Give the entries again, precisely as they were written.

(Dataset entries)
------------

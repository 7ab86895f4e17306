use std::{fs::File, path::Path, sync::Arc};

use arrow::{
    compute::concat_batches,
    csv::{reader::Format, ReaderBuilder as CsvReaderBuilder},
    datatypes::{DataType, Field, Schema},
};

use crate::{errors::LoadError, readers::ReaderConfig, table::Table};

/// Build an all-`Utf8` schema from the CSV header row.
///
/// Header names are kept verbatim; trimming them is a cleaning rule.
fn csv_generate_schema(path: &Path, config: &ReaderConfig) -> Result<Schema, LoadError> {
    let file = File::open(path)?;
    let (inferred, _) = Format::default()
        .with_header(config.has_header)
        .with_delimiter(config.delimiter)
        .infer_schema(file, Some(0))?;
    let fields: Vec<Field> = inferred
        .fields()
        .iter()
        .map(|f| Field::new(f.name(), DataType::Utf8, true))
        .collect();
    Ok(Schema::new(fields))
}

/// Read a whole CSV file into one table. Empty fields are null, and so are
/// the trailing cells of a row shorter than the header.
pub fn read_csv(path: &Path, config: &ReaderConfig) -> Result<Table, LoadError> {
    let schema = Arc::new(csv_generate_schema(path, config)?);
    if schema.fields().is_empty() {
        return Err(LoadError::EmptyInput(path.display().to_string()));
    }

    let file = File::open(path)?;
    let reader = CsvReaderBuilder::new(schema.clone())
        .with_header(config.has_header)
        .with_delimiter(config.delimiter)
        .with_batch_size(config.batch_size)
        .with_truncated_rows(true)
        .build(file)?;

    let batches = reader.collect::<Result<Vec<_>, _>>()?;
    let batch = concat_batches(&schema, &batches)?;
    Ok(Table::new(batch))
}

------------

● Exercise output
repository 7ab86895f4e17306
use std::{fs::File, path::Path, sync::Arc};

use arrow::{
    compute::concat_batches,
    csv::{reader::Format, ReaderBuilder as CsvReaderBuilder},
    datatypes::{DataType, Field, Schema},
};

use crate::{errors::LoadError, readers::ReaderConfig, table::Table};

/// Build an all-`Utf8` schema from the CSV header row.
///
/// Header names are kept verbatim; trimming them is a cleaning rule.
fn csv_generate_schema(path: &Path, config: &ReaderConfig) -> Result<Schema, LoadError> {
    let file = File::open(path)?;
    let (inferred, _) = Format::default()
        .with_header(config.has_header)
        .with_delimiter(config.delimiter)
        .infer_schema(file, Some(0))?;
    let fields: Vec<Field> = inferred
        .fields()
        .iter()
        .map(|f| Field::new(f.name(), DataType::Utf8, true))
        .collect();
    Ok(Schema::new(fields))
}

/// Read a whole CSV file into one table. Empty fields are null, and so are
/// the trailing cells of a row shorter than the header.
pub fn read_csv(path: &Path, config: &ReaderConfig) -> Result<Table, LoadError> {
    let schema = Arc::new(csv_generate_schema(path, config)?);
    if schema.fields().is_empty() {
        return Err(LoadError::EmptyInput(path.display().to_string()));
    }

    let file = File::open(path)?;
    let reader = CsvReaderBuilder::new(schema.clone())
        .with_header(config.has_header)
        .with_delimiter(config.delimiter)
        .with_batch_size(config.batch_size)
        .with_truncated_rows(true)
        .build(file)?;

    let batches = reader.collect::<Result<Vec<_>, _>>()?;
    let batch = concat_batches(&schema, &batches)?;
    Ok(Table::new(batch))
}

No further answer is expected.